Apps & Infrastructure
OneCore for Cyber Security Due Diligence
Accelerate your Cyber Security Due Diligence with OneCore—Back Office Guide’s simple way to obtain and implement the required technical components without separate vendor subscriptions. You get a streamlined setup, managed access, and easy pay‑per‑use so the focus stays on outcomes: a clear, expert-led assessment that surfaces hidden security and legal exposures, highlights compliance gaps, prioritizes risks, and delivers a practical roadmap to strengthen defenses and operational resilience.

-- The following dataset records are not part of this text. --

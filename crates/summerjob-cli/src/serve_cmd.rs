use std::net::SocketAddr;
use std::sync::Arc;

use anyhow::Result;
use axum::extract::{Path, Query, State};
use axum::http::StatusCode;
use axum::response::{IntoResponse, Response};
use axum::routing::{get, post, put};
use axum::{Json, Router};
use chrono::NaiveDate;
use serde::Deserialize;
use sqlx::PgPool;
use tower_http::cors::CorsLayer;
use uuid::Uuid;

use summerjob_core::adoration::{self, AdjacencyConfig};
use summerjob_core::planned::{self, PlannedJob};
use summerjob_core::{ActiveEventCache, EngineError, assignment, events, my_plan, plans, rides};

// ---------------------------------------------------------------------------
// Error type
// ---------------------------------------------------------------------------

pub struct AppError {
    status: StatusCode,
    message: String,
}

impl IntoResponse for AppError {
    fn into_response(self) -> Response {
        let body = serde_json::json!({ "error": self.message });
        (self.status, Json(body)).into_response()
    }
}

impl From<EngineError> for AppError {
    fn from(err: EngineError) -> Self {
        let status = match &err {
            EngineError::NotFound { .. } => StatusCode::NOT_FOUND,
            EngineError::DuplicateAssignment { .. } | EngineError::CapacityExceeded { .. } => {
                StatusCode::CONFLICT
            }
            EngineError::InvalidRange(_) | EngineError::InvalidInput(_) => {
                StatusCode::UNPROCESSABLE_ENTITY
            }
            EngineError::NoActiveEvent => StatusCode::PRECONDITION_FAILED,
            EngineError::Storage(_) => StatusCode::INTERNAL_SERVER_ERROR,
        };
        if status.is_server_error() {
            tracing::error!(error = %format!("{err:#}"), "request failed");
        }
        Self {
            status,
            message: format!("{err:#}"),
        }
    }
}

type ApiResult = std::result::Result<Response, AppError>;

// ---------------------------------------------------------------------------
// State
// ---------------------------------------------------------------------------

#[derive(Clone)]
pub struct AppState {
    pool: PgPool,
    cache: Arc<ActiveEventCache>,
    adjacency: AdjacencyConfig,
}

// ---------------------------------------------------------------------------
// Request types
// ---------------------------------------------------------------------------

#[derive(Debug, Deserialize)]
pub struct WorkersBody {
    pub worker_ids: Vec<Uuid>,
}

#[derive(Debug, Deserialize)]
pub struct PassengersBody {
    pub passenger_ids: Vec<Uuid>,
}

#[derive(Debug, Deserialize)]
pub struct DayQuery {
    pub day: Option<NaiveDate>,
}

#[derive(Debug, Deserialize)]
pub struct SlotQuery {
    pub day: NaiveDate,
    pub worker: Option<Uuid>,
}

// ---------------------------------------------------------------------------
// Router
// ---------------------------------------------------------------------------

pub fn build_router(pool: PgPool, adjacency: AdjacencyConfig) -> Router {
    let state = AppState {
        pool,
        cache: Arc::new(ActiveEventCache::new()),
        adjacency,
    };
    Router::new()
        .route("/api/events/{id}/activate", post(activate_event))
        .route("/api/plans", get(list_plans))
        .route("/api/plans/{id}", get(get_plan))
        .route("/api/plans/{id}/planned-jobs", post(apply_planned))
        .route("/api/jobs/{id}/workers", put(update_job_workers))
        .route("/api/rides/{id}/passengers", put(update_ride_passengers))
        .route("/api/adoration", get(list_slots))
        .route(
            "/api/adoration/{slot_id}/workers/{worker_id}",
            post(signup).delete(cancel_signup),
        )
        .route("/api/workers/{id}/my-plan", get(worker_plan))
        .layer(CorsLayer::permissive())
        .with_state(state)
}

// ---------------------------------------------------------------------------
// Entry point
// ---------------------------------------------------------------------------

pub async fn run_serve(
    pool: PgPool,
    adjacency: AdjacencyConfig,
    bind: &str,
    port: u16,
) -> Result<()> {
    let app = build_router(pool, adjacency);
    let addr: SocketAddr = format!("{bind}:{port}").parse()?;
    tracing::info!("summerjob serve listening on http://{addr}");
    let listener = tokio::net::TcpListener::bind(addr).await?;
    axum::serve(listener, app)
        .with_graceful_shutdown(shutdown_signal())
        .await?;
    tracing::info!("summerjob serve shut down");
    Ok(())
}

async fn shutdown_signal() {
    if let Err(err) = tokio::signal::ctrl_c().await {
        tracing::warn!(error = %err, "failed to listen for Ctrl+C; serving until killed");
        std::future::pending::<()>().await;
    }
}

// ---------------------------------------------------------------------------
// Handlers
// ---------------------------------------------------------------------------

async fn activate_event(State(state): State<AppState>, Path(id): Path<Uuid>) -> ApiResult {
    let ctx = events::activate_event(&state.pool, &state.cache, id).await?;
    Ok(Json(ctx.event).into_response())
}

async fn list_plans(State(state): State<AppState>) -> ApiResult {
    let ctx = state.cache.get(&state.pool).await?;
    let all = plans::list_plans(&state.pool, &ctx).await?;
    Ok(Json(all).into_response())
}

async fn get_plan(State(state): State<AppState>, Path(id): Path<Uuid>) -> ApiResult {
    let snapshot = plans::get_plan(&state.pool, id).await?;
    Ok(Json(snapshot).into_response())
}

async fn apply_planned(
    State(state): State<AppState>,
    Path(id): Path<Uuid>,
    Json(batch): Json<Vec<PlannedJob>>,
) -> ApiResult {
    let jobs = planned::apply_planned_jobs(&state.pool, id, &batch).await?;
    Ok((StatusCode::CREATED, Json(jobs)).into_response())
}

async fn update_job_workers(
    State(state): State<AppState>,
    Path(id): Path<Uuid>,
    Json(body): Json<WorkersBody>,
) -> ApiResult {
    let change = assignment::update_active_job_workers(&state.pool, id, &body.worker_ids).await?;
    Ok(Json(change).into_response())
}

async fn update_ride_passengers(
    State(state): State<AppState>,
    Path(id): Path<Uuid>,
    Json(body): Json<PassengersBody>,
) -> ApiResult {
    let ride = rides::update_ride(&state.pool, id, &body.passenger_ids).await?;
    Ok(Json(ride).into_response())
}

async fn list_slots(State(state): State<AppState>, Query(q): Query<SlotQuery>) -> ApiResult {
    let ctx = state.cache.get(&state.pool).await?;
    match q.worker {
        Some(worker_id) => {
            let slots =
                adoration::slots_for_day_user(&state.pool, ctx.event_id(), q.day, worker_id).await?;
            Ok(Json(slots).into_response())
        }
        None => {
            let slots = adoration::slots_for_day_admin(&state.pool, ctx.event_id(), q.day).await?;
            Ok(Json(slots).into_response())
        }
    }
}

async fn signup(
    State(state): State<AppState>,
    Path((slot_id, worker_id)): Path<(Uuid, Uuid)>,
) -> ApiResult {
    adoration::signup(&state.pool, slot_id, worker_id).await?;
    Ok(StatusCode::NO_CONTENT.into_response())
}

async fn cancel_signup(
    State(state): State<AppState>,
    Path((slot_id, worker_id)): Path<(Uuid, Uuid)>,
) -> ApiResult {
    adoration::cancel_signup(&state.pool, slot_id, worker_id).await?;
    Ok(StatusCode::NO_CONTENT.into_response())
}

async fn worker_plan(
    State(state): State<AppState>,
    Path(id): Path<Uuid>,
    Query(q): Query<DayQuery>,
) -> ApiResult {
    let ctx = state.cache.get(&state.pool).await?;
    match q.day {
        Some(day) => {
            let view = my_plan::my_plan_on(&state.pool, &ctx, day, id, &state.adjacency).await?;
            Ok(Json(view).into_response())
        }
        None => {
            let views = my_plan::my_plans(&state.pool, &ctx, id, &state.adjacency).await?;
            Ok(Json(views).into_response())
        }
    }
}

// ---------------------------------------------------------------------------
// Tests
// ---------------------------------------------------------------------------
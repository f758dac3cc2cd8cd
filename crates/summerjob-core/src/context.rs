//! Explicit active-event context.
//!
//! Engine calls that depend on "the current event" take an [`EventContext`]
//! argument instead of reading process-wide state. [`ActiveEventCache`]
//! memoizes the lookup for long-running callers (the HTTP server) and is
//! invalidated whenever the active event is switched through
//! [`activate_event`].

use sqlx::PgPool;
use tokio::sync::RwLock;
use tracing::info;
use uuid::Uuid;

use summerjob_db::models::SummerJobEvent;
use summerjob_db::queries::events;

use crate::error::{EngineError, EngineResult, Entity};

/// The event an engine call operates within.
#[derive(Debug, Clone)]
pub struct EventContext {
    pub event: SummerJobEvent,
}

impl EventContext {
    /// Look up the active event. Fails with [`EngineError::NoActiveEvent`]
    /// when none is active.
    pub async fn resolve(pool: &PgPool) -> EngineResult<Self> {
        let event = events::get_active_event(pool)
            .await?
            .ok_or(EngineError::NoActiveEvent)?;
        Ok(Self { event })
    }

    pub fn event_id(&self) -> Uuid {
        self.event.id
    }
}

/// Memoized active event.
#[derive(Debug, Default)]
pub struct ActiveEventCache {
    current: RwLock<Option<EventContext>>,
}

impl ActiveEventCache {
    pub fn new() -> Self {
        Self::default()
    }

    /// Return the cached context, loading it on first use.
    pub async fn get(&self, pool: &PgPool) -> EngineResult<EventContext> {
        if let Some(ctx) = self.current.read().await.as_ref() {
            return Ok(ctx.clone());
        }

        let mut slot = self.current.write().await;
        // Another caller may have filled it while we waited for the lock.
        if let Some(ctx) = slot.as_ref() {
            return Ok(ctx.clone());
        }
        let ctx = EventContext::resolve(pool).await?;
        *slot = Some(ctx.clone());
        Ok(ctx)
    }

    /// Forget the cached event; the next [`Self::get`] reloads it.
    pub async fn invalidate(&self) {
        *self.current.write().await = None;
    }
}

/// Switch the active event and invalidate `cache`.
pub async fn activate_event(
    pool: &PgPool,
    cache: &ActiveEventCache,
    event_id: Uuid,
) -> EngineResult<EventContext> {
    let event = events::set_active_event(pool, event_id)
        .await?
        .ok_or_else(|| EngineError::not_found(Entity::Event, event_id))?;
    cache.invalidate().await;
    info!(event_id = %event.id, name = %event.name, "active event switched");
    Ok(EventContext { event })
}
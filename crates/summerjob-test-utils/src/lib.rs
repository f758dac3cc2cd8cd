//! Shared test utilities for summerjob integration tests.
//!
//! Provides a PostgreSQL instance shared across the tests of one binary;
//! each test gets its own migrated database, plus [`fixtures`] for seeding
//! a planning day.
//!
//! - **`SUMMERJOB_TEST_PG_URL`** set: use that server directly.
//! - otherwise: start a container via testcontainers, shared per binary
//!   through a `OnceCell`.

pub mod fixtures;

use std::time::Duration;

use sqlx::postgres::PgPoolOptions;
use sqlx::{Executor, PgPool};
use testcontainers::ContainerAsync;
use testcontainers::ImageExt;
use testcontainers::runners::AsyncRunner;
use testcontainers_modules::postgres::Postgres;
use tokio::sync::OnceCell;
use uuid::Uuid;

use summerjob_db::pool;

/// Shared container state: base URL and optional container handle (kept alive).
struct SharedPg {
    base_url: String,
    /// Held to keep the container alive. `None` when using an external URL.
    _container: Option<ContainerAsync<Postgres>>,
}

/// Lazily-initialized shared PostgreSQL.
static SHARED_PG: OnceCell<SharedPg> = OnceCell::const_new();

async fn init_shared_pg() -> SharedPg {
    if let Ok(url) = std::env::var("SUMMERJOB_TEST_PG_URL") {
        return SharedPg {
            base_url: url,
            _container: None,
        };
    }

    let container = Postgres::default()
        .with_tag("18")
        .start()
        .await
        .expect("failed to start PostgreSQL container");

    let host = container.get_host().await.expect("failed to get host");
    let port = container
        .get_host_port_ipv4(5432)
        .await
        .expect("failed to get mapped port");

    let base_url = format!("postgresql://postgres:postgres@{host}:{port}");

    SharedPg {
        base_url,
        _container: Some(container),
    }
}

/// Base URL for the shared PostgreSQL.
///
/// Lazily starts a container on first call (unless `SUMMERJOB_TEST_PG_URL`
/// is set). The URL points at the server root (no database name appended).
pub async fn pg_url() -> &'static str {
    let shared = SHARED_PG.get_or_init(init_shared_pg).await;
    &shared.base_url
}

/// Create a temporary database with migrations applied.
///
/// Returns `(pool, db_name)`. The pool connects to a uniquely-named
/// database within the shared instance. Call [`drop_test_db`] with the
/// returned `db_name` when the test is done.
pub async fn create_test_db() -> (PgPool, String) {
    let base_url = pg_url().await;
    let maint_pool = maintenance_pool(base_url).await;

    let db_name = format!("summerjob_test_{}", Uuid::new_v4().simple());
    let stmt = format!("CREATE DATABASE {db_name}");
    maint_pool
        .execute(stmt.as_str())
        .await
        .unwrap_or_else(|e| panic!("failed to create temp database {db_name}: {e}"));
    maint_pool.close().await;

    // Connect to the new database and run migrations.
    let temp_url = format!("{base_url}/{db_name}");
    let temp_pool = PgPoolOptions::new()
        .max_connections(5)
        .acquire_timeout(Duration::from_secs(30))
        .connect(&temp_url)
        .await
        .unwrap_or_else(|e| panic!("failed to connect to temp database {db_name}: {e}"));

    pool::run_migrations(&temp_pool)
        .await
        .expect("migrations should succeed");

    (temp_pool, db_name)
}

/// Drop a temporary database.
///
/// Terminates existing connections and drops the database. Safe to call
/// even if the database was already dropped.
pub async fn drop_test_db(db_name: &str) {
    let maint_pool = maintenance_pool(pg_url().await).await;

    let terminate = format!(
        "SELECT pg_terminate_backend(pid) \
         FROM pg_stat_activity \
         WHERE datname = '{db_name}' AND pid <> pg_backend_pid()"
    );
    let _ = maint_pool.execute(terminate.as_str()).await;

    let stmt = format!("DROP DATABASE IF EXISTS {db_name}");
    let _ = maint_pool.execute(stmt.as_str()).await;
    maint_pool.close().await;
}

async fn maintenance_pool(base_url: &str) -> PgPool {
    PgPoolOptions::new()
        .max_connections(1)
        .acquire_timeout(Duration::from_secs(30))
        .connect(&format!("{base_url}/postgres"))
        .await
        .expect("failed to connect to maintenance database")
}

Because no specific infrastructure options are listed for this service, the engagement can run with customer-owned subscriptions or with Back Office Guide–managed access under OneCore. Apps and services used for this transformation may include:
- ChatGPT: analysis assistance, evidence synthesis, policy/control gap summarization, and drafting of clear, actionable reporting.
We also integrate with your existing environment (e.g., log sources, identity systems, ticketing, documentation repositories, and vulnerability evidence) under least‑privilege access. All handling follows data minimization and encryption-in-transit standards, with artifacts delivered in structured, reusable formats to support rapid remediation and ongoing governance.
Outcome: a concise, prioritized report and implementation plan that reduces legal exposure, strengthens compliance posture, and builds stakeholder trust—delivered with minimal procurement friction via OneCore’s pay‑per‑use model or your own subscriptions.